P. aeruginosa is commonly found in watercourses and reservoirs in both oxygen (aerobic) and non-oxygen preferring forms (anaerobic), and can be a source of waterborne infection.
The results of the new study indicate that when exposed to varying concentrations of both glyphosate (a common contaminant found in GM agricultural runoff) and oxygen, both the aerobic the anaerobic and biofilm forming strains of this bacteria can thrive:
“Aerobic planktonic growth was superior to anaerobic one. This points to the possibility of P. aeruginosa, although a facultative organism (Davies et al., 1989; Yoon et al., 2002), has its growth significantly favored by the presence of molecular oxygen. Continuous bacterial exposure to low concentrations of glyphosate leads to increased rates of aerobic growth, which is somehow in agreement with previously published findings (Fitzgibbon and Braymer, 1988). By the contrary, in conditions of inaccessibility of molecular oxygen, the bacterium started to grow better in a concentration-dependent manner. It is possible that this phenomenon results from the use of the molecule as a source of phosphorus, as previously reported for the genus Pseudomonas (Peñaloza-Vazquez et al., 1995; Moore et al., 1983; Talbot et al., 1984). Glyphosate could also serve as a carbon source, which would be processed by both aerobic and anaerobic metabolisms (Rueppel et al., 1977), with increased rates in presence of oxygen. To support such theory, it has been found that different bacterial genera may promote catalysis of glyphosate using C-P lyases (van Eerd et al., 2003). Once broken up this connection, Pseudomonas spp. can produce glycine (Kishore and Jacob, 1987), which can also enhance growth.”
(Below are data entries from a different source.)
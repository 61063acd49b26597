//! Approximate pattern-in-text scanners.
//!
//! ## Implemented
//!
//! - [`WuManber`]: bit-parallel dynamic programming, one machine word per
//!   error level, O(1) row update per text character for patterns up to 63
//!   characters (longer patterns fall back to a banded row DP)
//! - [`UkkonenAStar`]: A* over the edit-DP graph with the remaining pattern
//!   length as an admissible heuristic
//!
//! Both report [`Match`]es in scalar-value (char) positions with exclusive
//! ends, deduplicated by `(start, end, distance)`.

mod ukkonen;
mod wumanber;

pub use ukkonen::UkkonenAStar;
pub use wumanber::WuManber;

/// A single scanner hit: `text[start..end]` matches the pattern with
/// `distance` errors. Positions count scalar values, `end` exclusive.
#[derive(Debug, Clone, Copy, PartialEq, Eq, Hash)]
#[cfg_attr(feature = "serde", derive(serde::Serialize, serde::Deserialize))]
pub struct Match {
    pub start: usize,
    pub end: usize,
    pub distance: usize,
}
The researchers also focused on the ability of glyphosate to support the growth of so-called biofilms, a closely adhering colony of bacteria embedded in a self-produced matrix of a “slimy” extracellular polymeric substance (EPS), revealing:
“Our results revealed that the xenobiotic tends to favor the formation of biofilms of P. aeruginosa, especially those anaerobic and that such increase seems to be concentration-dependent.”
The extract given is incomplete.